Statistical and Numerical Methods for Precision Cosmology

Detalhes bibliográficos
Ano de defesa: 2021
Autor(a) principal: Maion, Francisco Germano
Orientador(a): Não Informado pela instituição
Banca de defesa: Não Informado pela instituição
Tipo de documento: Dissertação
Tipo de acesso: Acesso aberto
Idioma: eng
Instituição de defesa: Biblioteca Digitais de Teses e Dissertações da USP
Programa de Pós-Graduação: Não Informado pela instituição
Departamento: Não Informado pela instituição
País: Não Informado pela instituição
Palavras-chave em Português:
Link de acesso: https://www.teses.usp.br/teses/disponiveis/43/43134/tde-02092021-150358/
Resumo: The current cosmological model tells us that the Universe began very homogeneous, and matter slowly started clumping to make up stars, galaxies, clusters of galaxies, and the large scale structure that we see. The rate with which these structures were formed is very dependent on the theory that describes gravity. Measuring the multipoles of the power spectrum in redshift space we can probe this growth-rate, and thus constrain alternative models of gravity. In this work we review techniques to accurately measure the multipoles of the power spectrum, and to maximize the amount of information contained in these quantities.

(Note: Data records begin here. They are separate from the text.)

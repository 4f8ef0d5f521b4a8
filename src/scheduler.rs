//! Turns a register-visibility map into a minimal sequence of FPRD frames and round-robins
//! through them (spec §4.3).
//!
//! Reconfiguration ([`RegisterScheduler::change_register_settings`]) is thread-safe against an
//! ongoing round-robin: the current schedule is held behind a mutex-guarded [`Arc`], so an
//! in-flight [`FrameBatch`] that already cloned the old `Arc` keeps it alive and valid even after
//! a newer schedule is published.

use std::collections::{BTreeSet, HashMap};
use std::sync::atomic::{AtomicBool, AtomicUsize, Ordering};
use std::sync::{Arc, Mutex};

use crate::frame::{
    CommandType, EtherCatFrame, EtherCatFrameList, FrameHeader, PduFlags, PduHeader, MAX_TOTAL_PDU_LENGTH,
    PDU_OVERHEAD,
};
use crate::register::RegisterAddress;

/// Bytes consumed by the 2-byte [`FrameHeader`] preceding the PDU area; offsets recorded in
/// [`ScheduledRegister`] are relative to the start of the full on-wire frame, including this.
const FRAME_HEADER_LEN: usize = 2;

/// A slave's configured station address and which registers are currently enabled on it.
#[derive(Debug, Clone)]
pub struct SlaveRegisterMap {
    /// The slave's configured station address (used as the FPRD target address).
    pub slave_address: u16,
    /// Registers to sample on this slave. Order does not matter; addresses are coalesced.
    pub registers: Vec<RegisterAddress>,
}

/// Where one register's freshly-sampled bytes and working counter land within a scheduled frame,
/// so the bus reader can extract them without re-walking the frame's PDU structure.
#[derive(Debug, Clone, Copy, PartialEq, Eq)]
pub struct ScheduledRegister {
    /// The register this metadata describes.
    pub register: RegisterAddress,
    /// The slave it was sampled from.
    pub slave_address: u16,
    /// Which frame in the schedule carries this register.
    pub frame_index: usize,
    /// Frame-relative byte offset (including the 2-byte frame header) of this register's data.
    pub data_offset: usize,
    /// Frame-relative byte offset of the owning PDU's working counter.
    pub wkc_offset: usize,
}

/// A fully built frame set plus the offset metadata needed to read every enabled register back
/// out of it.
#[derive(Debug, Clone, Default)]
pub struct ScheduleResult {
    /// The frames to cycle through, round-robin.
    pub frames: EtherCatFrameList,
    /// Offset metadata for every enabled register, across all frames.
    pub registers: Vec<ScheduledRegister>,
}

#[derive(Debug, Clone, Copy)]
struct Interval {
    start: u16,
    len: u16,
}

/// Merge `addresses` into maximal runs, starting a new run whenever the gap to the next address
/// would waste more bytes than opening a new PDU costs (spec §4.3 steps 1-2).
fn coalesce_addresses(addresses: &BTreeSet<u16>) -> Vec<Interval> {
    let mut intervals = Vec::new();
    let mut iter = addresses.iter().copied().peekable();

    while let Some(start) = iter.next() {
        let mut end = start;

        while let Some(&next) = iter.peek() {
            let gap = usize::from(next.saturating_sub(end)) - 1;

            if gap <= PDU_OVERHEAD {
                end = next;
                iter.next();
            } else {
                break;
            }
        }

        intervals.push(Interval {
            start,
            len: end - start + 1,
        });
    }

    intervals
}

fn finish_frame(pdu_area: &mut Vec<u8>) -> EtherCatFrame {
    let header = FrameHeader::pdu(pdu_area.len() as u16);

    EtherCatFrame {
        header,
        pdu_area: std::mem::take(pdu_area),
        data_offsets: Vec::new(),
        wkc_offsets: Vec::new(),
    }
}

/// Build a [`ScheduleResult`] for the given per-slave register maps (spec §4.3 steps 1-4).
pub fn schedule(slaves: &[SlaveRegisterMap]) -> ScheduleResult {
    let mut frames = Vec::new();
    let mut registers = Vec::new();
    let mut pdu_area: Vec<u8> = Vec::new();

    for slave in slaves {
        let mut addresses = BTreeSet::new();
        let mut register_starts: HashMap<u16, RegisterAddress> = HashMap::new();

        for &register in &slave.registers {
            register_starts.insert(u16::from(register), register);

            for addr in register.byte_addresses() {
                addresses.insert(addr);
            }
        }

        for interval in coalesce_addresses(&addresses) {
            let pdu_len = PDU_OVERHEAD + usize::from(interval.len);

            if !pdu_area.is_empty() && pdu_area.len() + pdu_len > MAX_TOTAL_PDU_LENGTH {
                frames.push(finish_frame(&mut pdu_area));
            }

            let pdu_start = pdu_area.len();
            let header = PduHeader {
                command: CommandType::Fprd,
                index: 0xFF,
                slave_address: slave.slave_address,
                register_address: interval.start,
                flags: PduFlags::with_len(interval.len),
                external_event: 0,
            };

            let mut pdu_bytes = vec![0u8; pdu_len];
            header.pack_to_slice_unchecked(&mut pdu_bytes[0..10]);
            pdu_area.extend_from_slice(&pdu_bytes);

            let data_start_in_area = pdu_start + 10;
            let wkc_start_in_area = pdu_start + 10 + usize::from(interval.len);

            for (&addr, &register) in register_starts.iter() {
                if addr >= interval.start && addr < interval.start + interval.len {
                    let offset_within_interval = usize::from(addr - interval.start);

                    registers.push(ScheduledRegister {
                        register,
                        slave_address: slave.slave_address,
                        frame_index: frames.len(),
                        data_offset: FRAME_HEADER_LEN + data_start_in_area + offset_within_interval,
                        wkc_offset: FRAME_HEADER_LEN + wkc_start_in_area,
                    });
                }
            }
        }
    }

    if !pdu_area.is_empty() {
        frames.push(finish_frame(&mut pdu_area));
    }

    ScheduleResult {
        frames: EtherCatFrameList::new(frames),
        registers,
    }
}

/// A snapshot of `n` consecutive frames starting at some round-robin position, borrowed out of
/// the [`ScheduleResult`] that was current when it was requested.
pub struct FrameBatch {
    schedule: Arc<ScheduleResult>,
    start: usize,
    count: usize,
}

impl FrameBatch {
    /// Iterate over the frames in this batch, in round-robin order.
    pub fn frames(&self) -> impl Iterator<Item = (usize, &EtherCatFrame)> {
        self.schedule.frames.next_frames(self.start, self.count)
    }

    /// The schedule this batch was drawn from (kept alive for as long as the batch is).
    pub fn schedule(&self) -> &ScheduleResult {
        &self.schedule
    }
}

/// Packs enabled registers into frames and round-robins through them for the bus reader,
/// reconfigurable at runtime without invalidating an in-flight [`FrameBatch`].
pub struct RegisterScheduler {
    current: Mutex<Arc<ScheduleResult>>,
    position: AtomicUsize,
    completed_loop: AtomicBool,
}

impl RegisterScheduler {
    /// Build a scheduler for the given initial register visibility.
    pub fn new(slaves: &[SlaveRegisterMap]) -> Self {
        Self {
            current: Mutex::new(Arc::new(schedule(slaves))),
            position: AtomicUsize::new(0),
            completed_loop: AtomicBool::new(false),
        }
    }

    /// Publish a new schedule computed from `slaves`. The previous schedule is kept alive by any
    /// [`FrameBatch`] that already holds an `Arc` to it.
    pub fn change_register_settings(&self, slaves: &[SlaveRegisterMap]) {
        let new_schedule = Arc::new(schedule(slaves));
        *self.current.lock().expect("register scheduler mutex poisoned") = new_schedule;
    }

    /// Return the next `n` consecutive frames in round-robin order (spec §4.3 `getNextFrames`).
    pub fn get_next_frames(&self, n: usize) -> FrameBatch {
        let current = self.current.lock().expect("register scheduler mutex poisoned").clone();
        let len = current.frames.len();

        if len == 0 {
            self.completed_loop.store(false, Ordering::Release);

            return FrameBatch {
                schedule: current,
                start: 0,
                count: 0,
            };
        }

        let start = self.position.load(Ordering::Acquire) % len;
        let end = (start + n) % len;

        self.position.store(end, Ordering::Release);
        self.completed_loop.store(n > 0 && end == 0, Ordering::Release);

        FrameBatch {
            schedule: current,
            start,
            count: n,
        }
    }

    /// Whether the most recent [`Self::get_next_frames`] call brought the round-robin position
    /// back to index 0, signalling that every register has been sampled at least once since.
    pub fn has_completed_loop(&self) -> bool {
        self.completed_loop.load(Ordering::Acquire)
    }
}

#[cfg(test)]
mod tests {
    use super::*;

    #[test]
    fn single_register_produces_one_frame_of_16_bytes() {
        let result = schedule(&[SlaveRegisterMap {
            slave_address: 0x3468,
            registers: vec![RegisterAddress::Build],
        }]);

        assert_eq!(result.frames.len(), 1);

        let frame = result.frames.get(0).unwrap();
        let mut wire = Vec::new();
        wire.extend_from_slice(&frame.header.pack());
        wire.extend_from_slice(&frame.pdu_area);

        assert_eq!(wire.len(), 16);
        assert_eq!(
            &wire[2..16],
            &[0x04, 0xff, 0x68, 0x34, 0x02, 0x00, 0x02, 0x00, 0x00, 0x00, 0x00, 0x00, 0x00, 0x00]
        );
    }

    #[test]
    fn disjoint_registers_produce_one_frame_with_two_pdus() {
        let result = schedule(&[SlaveRegisterMap {
            slave_address: 0x3468,
            registers: vec![RegisterAddress::RamSize, RegisterAddress::FrameErrorCounterPort1],
        }]);

        assert_eq!(result.frames.len(), 1);

        let frame = result.frames.get(0).unwrap();
        let total_len = 2 + frame.pdu_area.len();
        assert_eq!(total_len, 28);

        let ram_size = result
            .registers
            .iter()
            .find(|r| r.register == RegisterAddress::RamSize)
            .unwrap();
        let frame_err = result
            .registers
            .iter()
            .find(|r| r.register == RegisterAddress::FrameErrorCounterPort1)
            .unwrap();

        assert_eq!(ram_size.data_offset, 12);
        assert_eq!(ram_size.wkc_offset, 13);
        assert_eq!(frame_err.data_offset, 25);
        assert_eq!(frame_err.wkc_offset, 26);
    }

    #[test]
    fn round_robin_reports_loop_completion() {
        let scheduler = RegisterScheduler::new(&[SlaveRegisterMap {
            slave_address: 0x3468,
            registers: vec![RegisterAddress::RamSize, RegisterAddress::FrameErrorCounterPort1],
        }]);

        // Two disjoint registers -> one frame still, since they share a slave's single frame.
        let batch = scheduler.get_next_frames(1);
        assert_eq!(batch.frames().count(), 1);
        assert!(scheduler.has_completed_loop());
    }

    #[test]
    fn reconfiguring_keeps_in_flight_batch_valid() {
        let scheduler = RegisterScheduler::new(&[SlaveRegisterMap {
            slave_address: 0x3468,
            registers: vec![RegisterAddress::Build],
        }]);

        let batch = scheduler.get_next_frames(1);

        scheduler.change_register_settings(&[SlaveRegisterMap {
            slave_address: 0x3469,
            registers: vec![RegisterAddress::RamSize],
        }]);

        // The old batch still reflects the schedule it was drawn from.
        let frame = batch.frames().next().unwrap().1;
        assert_eq!(&frame.pdu_area[2..4], &[0x68, 0x34]);
    }
}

We also do a careful treatment of systematical effects, reviewing techniques to forward model these effects into the theoretical model for the power-spectrum multipoles. Combining these techniques, we were able to develop a pipeline capable of taking raw galaxy positions and turning them into unbiased cosmological parameters; furthermore, we have extensively tested it, and applied it to obtain constraints with data from the VIPERS survey. We have also done complementary work on understanding the noise in numerical simulations of the large scale structure. In particular, we have studied techniques to reduce the noise in statistics derived from numerical simulations, and were the first to give a detailed explanation of the process through which the fixing and pairing technique works to reduce the variance in n-point functions.